What prevents this perfectly good heater from being a really great one is that it's a little skimpy when it comes to features—no timer, no thermostat readout. It also seems odd and somewhat frightening that it doesn't have a tip-over safety shut-off, as its height and slender shape makes it really easy to topple.

Warm Up: 5
Noise: 5
Safety: 2
Bells and Whistles: 6
Total: 18

Delonghi Safe Heat Ceramic Tower, $90.20

Delonghi Safe Heat Ceramic Tower, $90.20
At the highest setting, the Delonghi Tower seemed to crank out a bit more powerfully than other ceramic heaters. It's also nicely tricked out, with a remote control, 24-hour timer, automatic overheat protection, and a tip-over safety mechanism—which, considering its height (28 inches from the base), is definitely a wise addition. But the interface was the least user-friendly of the bunch. (If your father regularly asks you how to turn on a computer, don't buy him this heater.) And like the Vornado fan, this heater makes an annoying beeping sound when you change the temperature.

Warm Up: 9
Noise: 2
Safety: 4
Bells and Whistles: 8
Total: 23

Honeywell HZ-385BP Safety Sentinel Electronic Ceramic Tower Heater, $78.99

Honeywell HZ-385BP Safety Sentinel Electronic Ceramic Tower Heater, $78.99
This model has the most safety features of the bunch: automatic tip-over shut-off, overheating shut-off, and a power cutoff if something—child, pet, strewn clothing—gets too close to the infrared sensor mounted on the bottom front of the unit. It's also the only model I tested that has the option of displaying temperature in Fahrenheit or Celsius. (My Scottish girlfriend speaks only Celsius, so I found this particularly useful.) Some Amazon users complained of a beeping noise when changing the temperature settings, but Honeywell must have heard their cries—this model worked without beeps.

Warm Up: 9
Noise: 2
Safety: 6
Bells and Whistles: 8
Total: 25

Conclusion
Finding the best heater depends on what you're using it for—how big is the room you are heating? How cold is it? In general, electric convection (oil-filled heaters or heat panels) seemed best for heating a room slowly but surely while fan-forced convection heaters are best for quickly raising the temperature. 

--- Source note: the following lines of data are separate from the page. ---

//! Batch assembly and the newline-delimited wire encoding.

use bytes::Bytes;
use serde::{Deserialize, Serialize};

use crate::{
    cursor::{Cursor, Offset},
    types::Record,
};

/// One flush unit: a cursor plus the ordered events of a single shard.
///
/// An empty `events` list is a heartbeat that only carries the cursor.
#[derive(Debug, Clone, PartialEq, Eq, Serialize, Deserialize)]
pub struct Batch {
    pub cursor: Cursor,
    pub events: Vec<String>,
}

impl Batch {
    pub fn is_heartbeat(&self) -> bool {
        self.events.is_empty()
    }
}

/// Wrap records drawn from one shard, in shard order, into a batch whose
/// cursor points at `offset`.
pub fn assemble(partition: &str, records: Vec<Record>, offset: Offset) -> Batch {
    Batch {
        cursor: Cursor::new(partition, offset),
        events: records
            .into_iter()
            .map(|record| String::from_utf8_lossy(&record.data).into_owned())
            .collect(),
    }
}

/// Encode a batch as one JSON object terminated by a newline.
pub fn encode_line(batch: &Batch) -> Result<Bytes, serde_json::Error> {
    let mut line = serde_json::to_vec(batch)?;
    line.push(b'\n');
    Ok(Bytes::from(line))
}
//! Shardcast Stream
//!
//! Streams a sharded, pull-based event log to HTTP clients as long-lived
//! newline-delimited JSON, with per-shard cursors clients can resume from.
//!
//! # Features
//!
//! - **Per-shard pollers**: each shard is read through rotating single-use iterators
//! - **Size-or-timeout flushing**: a shard flushes on a full batch or after its flush timeout
//! - **Heartbeats**: idle shards emit empty batches carrying their cursor
//! - **Resumable cursors**: `BEGIN`, `LATEST` or the exact marker last seen
//! - **Throttle tolerance**: read throughput errors pause the connection instead of closing it
//! - **In-memory log**: a bundled backend with retention, rate limits and iterator expiry
//!
//! # Example
//!
//! ```rust,no_run
//! use shardcast_stream::{server, store::MemoryLog, types::ServerOptions};
//!
//! #[tokio::main]
//! async fn main() {
//!     let log = MemoryLog::new(Default::default());
//!     log.create_stream("orders", 4).unwrap();
//!
//!     let options = ServerOptions {
//!         port: 8080,
//!         ..Default::default()
//!     };
//!     let shutdown = async {
//!         let _ = tokio::signal::ctrl_c().await;
//!     };
//!
//!     server::start_server(log, options, shutdown).await.unwrap();
//! }
//! ```
//!
//! # Protocol
//!
//! ## Streaming events
//!
//! ```text
//! GET /event-types/orders/events?batch_limit=2 HTTP/1.1
//! X-Nakadi-Cursors: [{"partition": "shardId-000000000000", "offset": "BEGIN"}]
//!
//! Response: 200 OK
//! Content-Type: application/x-json-stream
//!
//! {"cursor":{"partition":"shardId-000000000000","offset":"00000000000000000001"},"events":["{\"id\":1}","{\"id\":2}"]}
//! {"cursor":{"partition":"shardId-000000000000","offset":"00000000000000000001"},"events":[]}
//! ```
//!
//! ## Listing partitions
//!
//! ```text
//! GET /event-types/orders/partitions HTTP/1.1
//!
//! Response: 200 OK
//! [{"partition":"shardId-000000000000","oldest_available_offset":"00000000000000000000","newest_available_offset":"00000000000000000001"}]
//! ```
//!
//! ## Publishing
//!
//! ```text
//! POST /event-types/orders/events HTTP/1.1
//!
//! {"id": 3}
//!
//! Response: 201 Created
//! {"partition":"shardId-000000000000","offset":"00000000000000000002"}
//! ```

pub mod batch;
pub mod cursor;
pub mod log;
pub mod orchestrator;
pub mod poller;
pub mod resolver;
pub mod server;
pub mod store;
pub mod types;

#[cfg(test)]
mod testing;

// Re-export commonly used items
pub use cursor::{Cursor, Offset};
pub use log::{EventLog, LogError};
pub use orchestrator::{Orchestrator, StreamError, Termination};
pub use server::{AppState, create_router, start_server};
pub use store::{MemoryLog, MemoryLogOptions};
pub use types::{ServerOptions, StreamingOptions};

As for me, I'm not sure I found the best heater. My ideal machine would've been some Frankenstein version of the Delonghi Mica Panel with an internal fan like the Vornado's, a simple digital readout, a multi-hour programmable timer (so I could set it to turn on early in the morning and before bedtime), and all the safety features.

It's 2009—how hard can this be?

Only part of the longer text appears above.